A l’aube grise encore, l’Anonyme n’a qu’à pousser de sa vieille main le tissu accroché qui sert à isoler sa nuit de celle des autres, et l’eau lui coule à l’âme, curette les terreurs du sommeil, abreuve un instant les deux minuscules pics noirs et secs qui lui servent de regard.
Peut-être alors se souvient-elle?
Et le petit chien de silence pose sa gueule délabrée et ses deux pattes avant sur l’appui de la fenêtre, son corps étiré tout contre le marécage de tissus de son aimée. Ses yeux de poisson s’éteignent et se frottent à l’Anonyme, obligent une caresse; d’abord étourdie, puis consentie. Il pousse le reflet d’autrefois à sa place dans le vieux corps aigu, là où tous les fantômes des humains se promènent en liberté, en toute impunité, dans le noir des mots tus.

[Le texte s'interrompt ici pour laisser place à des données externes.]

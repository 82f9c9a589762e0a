//! Generation backends: the rule-based table and the remote chat variants.
//!
//! Every backend speaks the same narrow contract: one candidate in, one
//! [`Response`] out, with failures expressed as [`GenerateError`] values
//! rather than panics across the seam.

pub mod deepseek;
pub mod mood;
pub mod ratelimit;
pub mod remote;
pub mod rules;

use crate::config::EngineConfig;
use crate::context::ContextSnapshot;
use crate::error::{ConfigError, GenerateError};
use crate::persona::Persona;
use crate::trigger::TriggerCandidate;
use serde::{Deserialize, Serialize};
use std::future::Future;
use std::pin::Pin;
use std::sync::Arc;
use strum::{Display, EnumString};

/// Emotional color of a remark; drives affinity deltas and presentation.
#[derive(
    Debug, Clone, Copy, PartialEq, Eq, Hash, Serialize, Deserialize, Display, EnumString,
)]
#[serde(rename_all = "snake_case")]
#[strum(serialize_all = "snake_case")]
pub enum Mood {
    Neutral,
    Excited,
    Tired,
    Serious,
    Impressed,
    Encouraging,
    Mocking,
}

/// Which kind of backend produced a response.
#[derive(Debug, Clone, Copy, PartialEq, Eq, Serialize, Display)]
#[serde(rename_all = "snake_case")]
#[strum(serialize_all = "snake_case")]
pub enum ResponseSource {
    RuleBased,
    Remote,
}

/// One finished remark, ready for the host to present.
#[derive(Debug, Clone, PartialEq, Serialize)]
pub struct Response {
    pub text: String,
    pub mood: Mood,
    pub priority: u8,
    pub source: ResponseSource,
}

/// Everything a backend needs to render one remark.
#[derive(Debug, Clone)]
pub struct GenerateRequest {
    pub candidate: TriggerCandidate,
    pub snapshot: ContextSnapshot,
    pub persona: Persona,
}

/// The generation seam. Implementations never panic across this boundary;
/// all failure modes are [`GenerateError`] values.
pub trait Backend: Send + Sync {
    fn name(&self) -> &'static str;

    fn source(&self) -> ResponseSource;

    fn generate<'a>(
        &'a self,
        request: &'a GenerateRequest,
    ) -> Pin<Box<dyn Future<Output = Result<Response, GenerateError>> + Send + 'a>>;
}

impl std::fmt::Debug for dyn Backend {
    fn fmt(&self, f: &mut std::fmt::Formatter<'_>) -> std::fmt::Result {
        f.debug_struct("Backend").field("name", &self.name()).finish()
    }
}

/// Which backend the session runs on. Unknown names fail configuration
/// parsing instead of being discovered broken at call time.
#[derive(
    Debug, Clone, Copy, PartialEq, Eq, Default, Serialize, Deserialize, Display, EnumString,
)]
#[serde(rename_all = "snake_case")]
#[strum(serialize_all = "snake_case")]
pub enum BackendSelector {
    #[default]
    RuleBased,
    RemoteGeneric,
    RemoteVendor,
}

/// Resolve the remote API key: explicit config value first, then the
/// variant's own environment variables, then the generic `HYPEMAN_API_KEY`.
pub fn resolve_api_key(explicit: Option<&str>, vendor_env: &[&str]) -> Option<String> {
    if let Some(key) = explicit.map(str::trim).filter(|k| !k.is_empty()) {
        return Some(key.to_string());
    }

    for env_var in vendor_env.iter().chain(&["HYPEMAN_API_KEY"]) {
        if let Ok(value) = std::env::var(env_var) {
            let value = value.trim();
            if !value.is_empty() {
                return Some(value.to_string());
            }
        }
    }

    None
}

/// Build the configured backend, validating everything that can be checked
/// up front: selector, credentials, endpoint. A failure here is permanent
/// for the session; the engine downgrades to rules and reports once.
pub fn create_backend(config: &EngineConfig) -> Result<Arc<dyn Backend>, ConfigError> {
    match config.engine.backend {
        BackendSelector::RuleBased => Ok(Arc::new(rules::RuleBackend::new())),
        BackendSelector::RemoteGeneric => {
            let api_key = resolve_api_key(config.remote.api_key.as_deref(), &["OPENAI_API_KEY"])
                .ok_or_else(|| ConfigError::MissingApiKey {
                    backend: BackendSelector::RemoteGeneric.to_string(),
                })?;
            let backend = remote::RemoteBackend::new(&config.remote, &config.moods, &api_key)?;
            Ok(Arc::new(backend))
        }
        BackendSelector::RemoteVendor => {
            let api_key = resolve_api_key(config.remote.api_key.as_deref(), &["DEEPSEEK_API_KEY"])
                .ok_or_else(|| ConfigError::MissingApiKey {
                    backend: BackendSelector::RemoteVendor.to_string(),
                })?;
            let backend = deepseek::DeepSeekBackend::new(&config.remote, &config.moods, &api_key)?;
            Ok(Arc::new(backend))
        }
    }
}
use serde::Serialize;
use std::collections::VecDeque;
use std::time::Instant;
use strum::Display;

/// A single recorded combat action, fed by the host as events happen.
#[derive(Debug, Clone, Copy)]
pub struct ActionRecord {
    pub kind: ActionKind,
    pub at: Instant,
    /// Combo length at the moment of the action.
    pub combo: u32,
    /// Damage dealt by the action, 0 where not applicable.
    pub damage: u32,
}

#[derive(Debug, Clone, Copy, PartialEq, Eq, Display)]
#[strum(serialize_all = "snake_case")]
pub enum ActionKind {
    Attack,
    Crit,
    ComboBreak,
    EnemyDefeated,
    LevelUp,
    Exhausted,
    /// A missed or otherwise failed action.
    Whiff,
}

impl ActionKind {
    fn is_attack(self) -> bool {
        matches!(self, Self::Attack | Self::Crit)
    }
}

/// Deterministic aggregates derived from the buffer contents.
#[derive(Debug, Clone, Copy, Default, Serialize)]
pub struct PlayerStats {
    /// Attacks per second across the buffered span.
    pub attack_rate: f32,
    /// Share of attacks that landed critically.
    pub crit_rate: f32,
    /// Share of attacks thrown while a combo was alive.
    pub combo_tendency: f32,
    pub best_combo: u32,
    pub best_damage: u32,
}

/// Fixed-capacity FIFO of recent actions plus session bests.
///
/// Bests are running scalars that survive eviction, and they advance only
/// through [`absorb_bests`](Self::absorb_bests) — pushing records never moves
/// them. The engine absorbs each evaluated snapshot after trigger detection,
/// so a record the host pushes mid-frame cannot mask its own detection.
pub struct HistoryBuffer {
    entries: VecDeque<ActionRecord>,
    capacity: usize,
    best_combo: u32,
    best_damage: u32,
}

impl HistoryBuffer {
    pub fn new(capacity: usize) -> Self {
        Self {
            entries: VecDeque::with_capacity(capacity),
            capacity,
            best_combo: 0,
            best_damage: 0,
        }
    }

    /// Append a record, evicting the oldest once capacity is reached.
    pub fn push(&mut self, record: ActionRecord) {
        if self.entries.len() == self.capacity {
            self.entries.pop_front();
        }
        self.entries.push_back(record);
    }

    /// Advance session bests from an evaluated snapshot.
    pub fn absorb_bests(&mut self, combo: u32, damage: u32) {
        self.best_combo = self.best_combo.max(combo);
        self.best_damage = self.best_damage.max(damage);
    }

    pub fn len(&self) -> usize {
        self.entries.len()
    }

    pub fn is_empty(&self) -> bool {
        self.entries.is_empty()
    }

    pub fn capacity(&self) -> usize {
        self.capacity
    }

    pub fn iter(&self) -> impl Iterator<Item = &ActionRecord> {
        self.entries.iter()
    }

    /// Count of consecutive whiffs at the tail of the buffer.
    pub fn failed_streak(&self) -> u32 {
        let mut streak = 0;
        for record in self.entries.iter().rev() {
            if record.kind == ActionKind::Whiff {
                streak += 1;
            } else {
                break;
            }
        }
        streak
    }

    /// Derive play-style aggregates. Same contents always produce the same
    /// stats; no clock is consulted.
    pub fn stats(&self) -> PlayerStats {
        let mut attacks = 0u32;
        let mut crits = 0u32;
        let mut in_combo = 0u32;
        let mut first_attack: Option<Instant> = None;
        let mut last_attack: Option<Instant> = None;

        for record in &self.entries {
            if !record.kind.is_attack() {
                continue;
            }
            attacks += 1;
            if record.kind == ActionKind::Crit {
                crits += 1;
            }
            if record.combo >= 2 {
                in_combo += 1;
            }
            if first_attack.is_none() {
                first_attack = Some(record.at);
            }
            last_attack = Some(record.at);
        }

        let attack_rate = match (first_attack, last_attack) {
            (Some(first), Some(last)) if attacks > 1 => {
                let span = last.saturating_duration_since(first).as_secs_f32();
                if span > 0.0 {
                    (attacks - 1) as f32 / span
                } else {
                    0.0
                }
            }
            _ => 0.0,
        };

        let (crit_rate, combo_tendency) = if attacks > 0 {
            (crits as f32 / attacks as f32, in_combo as f32 / attacks as f32)
        } else {
            (0.0, 0.0)
        };

        PlayerStats {
            attack_rate,
            crit_rate,
            combo_tendency,
            best_combo: self.best_combo,
            best_damage: self.best_damage,
        }
    }

    /// Drop all records and forget session bests.
    pub fn clear(&mut self) {
        self.entries.clear();
        self.best_combo = 0;
        self.best_damage = 0;
    }
}
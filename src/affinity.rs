use crate::backend::Mood;
use crate::config::AffinityConfig;

/// Bounded bond score between player and companion.
///
/// Mutated only by the engine after an accepted interaction; every mutation
/// clamps back into the configured bounds.
pub struct AffinityScore {
    value: i32,
    start: i32,
    min: i32,
    max: i32,
}

impl AffinityScore {
    pub fn new(config: &AffinityConfig) -> Self {
        Self {
            value: config.start.clamp(config.min, config.max),
            start: config.start,
            min: config.min,
            max: config.max,
        }
    }

    pub fn value(&self) -> i32 {
        self.value
    }

    /// Apply the mood's delta and return the new value.
    pub fn apply(&mut self, mood: Mood) -> i32 {
        self.value = (self.value + mood_delta(mood)).clamp(self.min, self.max);
        self.value
    }

    pub fn reset(&mut self) {
        self.value = self.start.clamp(self.min, self.max);
    }

    /// Baseline mood implied by the current bond, before recent remarks are
    /// taken into account.
    pub fn base_mood(&self) -> Mood {
        let span = (self.max - self.min).max(1);
        let pct = ((self.value - self.min) * 100) / span;
        if pct >= 70 {
            Mood::Excited
        } else if pct >= 40 {
            Mood::Encouraging
        } else if pct >= 20 {
            Mood::Neutral
        } else {
            Mood::Serious
        }
    }
}

/// How much each emitted mood moves the bond.
fn mood_delta(mood: Mood) -> i32 {
    match mood {
        Mood::Excited | Mood::Impressed => 2,
        Mood::Encouraging | Mood::Serious => 1,
        Mood::Neutral => 0,
        Mood::Tired | Mood::Mocking => -1,
    }
}
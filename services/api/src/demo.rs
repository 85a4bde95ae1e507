use std::path::PathBuf;
use std::sync::Arc;

use chrono::Utc;
use clap::Args;

use homeshare::accounts::{SessionService, UserId};
use homeshare::billing::{BillingService, PackageCatalog, PackageId, PaymentMethod};
use homeshare::error::AppError;
use homeshare::listings::{
    filter_listings, sort_listings, ContactChannels, FilterSpec, Listing, ListingCategory,
    ListingCsvImporter, ListingDraft, ListingId, ListingService, SortKey,
};

use crate::infra::{
    demo_listings, seed_demo_data, InMemoryListingRepository, InMemoryOrderStore,
    InMemoryUserDirectory,
};

#[derive(Args, Debug, Default)]
pub(crate) struct FeedQueryArgs {
    /// Restrict to one feed: roommate or apartment
    #[arg(long)]
    pub(crate) category: Option<String>,
    /// Free-text query matched against title and description
    #[arg(long)]
    pub(crate) query: Option<String>,
    /// Location substring
    #[arg(long)]
    pub(crate) location: Option<String>,
    /// Minimum price in VND; non-numeric input means no bound
    #[arg(long)]
    pub(crate) min_price: Option<String>,
    /// Maximum price in VND; non-numeric input means no bound
    #[arg(long)]
    pub(crate) max_price: Option<String>,
    /// Sort key: newest, price-asc, or price-desc
    #[arg(long)]
    pub(crate) sort: Option<String>,
    /// Optional listing CSV export to query instead of the demo seed
    #[arg(long)]
    pub(crate) listings_csv: Option<PathBuf>,
}

#[derive(Args, Debug, Default)]
pub(crate) struct DemoArgs {
    /// Optional listing CSV export to hydrate the feed before the demo runs
    #[arg(long)]
    pub(crate) listings_csv: Option<PathBuf>,
    /// Skip the package purchase portion of the demo
    #[arg(long)]
    pub(crate) skip_billing: bool,
}

pub(crate) fn run_feed_query(args: FeedQueryArgs) -> Result<(), AppError> {
    let FeedQueryArgs {
        category,
        query,
        location,
        min_price,
        max_price,
        sort,
        listings_csv,
    } = args;

    let (mut listings, source) = match listings_csv {
        Some(path) => {
            let drafts = ListingCsvImporter::from_path(&path)?;
            let label = format!("CSV export {}", path.display());
            (materialize_imported(drafts), label)
        }
        None => (demo_listings(), "demo seed".to_string()),
    };

    println!("Listing feed query");
    println!("Source: {source}");

    let category = category.as_deref().and_then(ListingCategory::from_param);
    if let Some(category) = category {
        listings.retain(|listing| listing.category == category);
    }

    let spec = FilterSpec::from_params(
        query.as_deref(),
        location.as_deref(),
        min_price.as_deref(),
        max_price.as_deref(),
    );
    let mut result = filter_listings(listings, &spec);

    match sort.as_deref() {
        None => result = sort_listings(result, SortKey::Newest),
        Some(raw) => match SortKey::from_param(raw) {
            Some(key) => result = sort_listings(result, key),
            None => println!("Unrecognized sort key '{raw}', keeping original order"),
        },
    }

    println!("{} listings match", result.len());
    for listing in &result {
        render_listing(listing);
    }

    Ok(())
}

pub(crate) fn run_demo(args: DemoArgs) -> Result<(), AppError> {
    let DemoArgs {
        listings_csv,
        skip_billing,
    } = args;

    let directory = Arc::new(InMemoryUserDirectory::default());
    let listing_store = Arc::new(InMemoryListingRepository::default());
    let order_store = Arc::new(InMemoryOrderStore::default());
    seed_demo_data(&directory, &listing_store, &order_store);

    if let Some(path) = listings_csv {
        let drafts = ListingCsvImporter::from_path(&path)?;
        let imported = materialize_imported(drafts);
        println!("Hydrated {} listings from {}", imported.len(), path.display());
        listing_store.preload(imported);
    }

    let sessions = SessionService::new(directory.clone(), 120);
    let listings = ListingService::new(listing_store.clone(), directory.clone());
    let billing = BillingService::new(
        order_store.clone(),
        directory.clone(),
        PackageCatalog::standard(),
    );

    println!("HomeShare marketplace demo");

    let grant = sessions.login("an@student.edu.vn", "demo-password")?;
    println!(
        "\nLogged in as {} ({}) with {} post credits",
        grant.user.name,
        grant.user.role.label(),
        grant.user.remaining_credits
    );

    for category in ListingCategory::ordered() {
        let feed = listings.feed(Some(category), &FilterSpec::none(), Some(SortKey::Newest))?;
        println!("\n{} feed ({} listings)", category.label(), feed.len());
        for listing in &feed {
            render_listing(listing);
        }
    }

    let published = listings.submit(
        &grant.user.id,
        ListingDraft {
            category: ListingCategory::Roommate,
            title: "Tìm bạn ở ghép khu Thủ Đức".to_string(),
            description: "Phòng mới, gần làng đại học, giờ giấc tự do.".to_string(),
            price: 1_800_000,
            location: "Thủ Đức, TP.HCM".to_string(),
            images: Vec::new(),
            amenities: vec!["WiFi".to_string(), "Chỗ để xe".to_string()],
            contact: ContactChannels {
                phone: Some("0901234567".to_string()),
                zalo: None,
                email: None,
            },
        },
    )?;
    let remaining = sessions.current_user(&grant.token)?.remaining_credits;
    println!(
        "\nPublished {} ({}); {} credits left",
        published.id,
        published.title,
        remaining
    );

    if skip_billing {
        println!("\nSkipping the billing walkthrough");
    } else {
        let order = billing.purchase(
            &grant.user.id,
            &PackageId("user_weekly".to_string()),
            PaymentMethod::Momo,
        )?;
        println!(
            "\nPurchased {} for {} via {} -> order {} ({})",
            order.package.name,
            format_vnd(order.package.price),
            order.payment_method.label(),
            order.id,
            order.status.label()
        );
        let topped_up = sessions.current_user(&grant.token)?.remaining_credits;
        println!("Credits after settlement: {topped_up}");

        println!("\nOrder history");
        for order in billing.history(&grant.user.id)? {
            let settled = match order.completed_at {
                Some(at) => format!(" (settled {})", at.format("%Y-%m-%d")),
                None => String::new(),
            };
            println!(
                "- {} | {} | {} | {}{}",
                order.id,
                order.package.name,
                format_vnd(order.package.price),
                order.status.label(),
                settled
            );
        }
    }

    Ok(())
}

fn materialize_imported(drafts: Vec<ListingDraft>) -> Vec<Listing> {
    let now = Utc::now();
    drafts
        .into_iter()
        .enumerate()
        .map(|(index, draft)| Listing {
            id: ListingId(format!("import-{:04}", index + 1)),
            category: draft.category,
            title: draft.title,
            description: draft.description,
            price: draft.price,
            location: draft.location,
            images: draft.images,
            amenities: draft.amenities,
            author_id: UserId("user-binh".to_string()),
            created_at: now,
            active: true,
            contact: draft.contact,
        })
        .collect()
}

fn render_listing(listing: &Listing) {
    println!(
        "- [{}] {} | {} | {} (posted {})",
        listing.category.label(),
        listing.title,
        format_vnd(listing.price),
        listing.location,
        listing.created_at.format("%Y-%m-%d")
    );
}

fn format_vnd(amount: u64) -> String {
    let digits = amount.to_string();
    let mut grouped = String::with_capacity(digits.len() + digits.len() / 3);
    for (index, digit) in digits.chars().enumerate() {
        if index != 0 && (digits.len() - index) % 3 == 0 {
            grouped.push('.');
        }
        grouped.push(digit);
    }
    format!("{grouped}đ")
}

Les animaux connaissent bien cette dépression impuissante chez les humains; c’est pour ça qu’ils sont sans paroles.
Le petit chien noir et blanc sait aussi que si l’Anonyme se perd dans un de ces reflets d‘autrefois, alors il n’aura plus personne à protéger.
L’Anonyme grinçouille un peu son corps, reprend son pas inégal, s’éloigne du cisaillement perlé de la petite fontaine tout en bas; le petit chien en pirouettes autour d’elle.
Une cloche pointue rapporte le temps.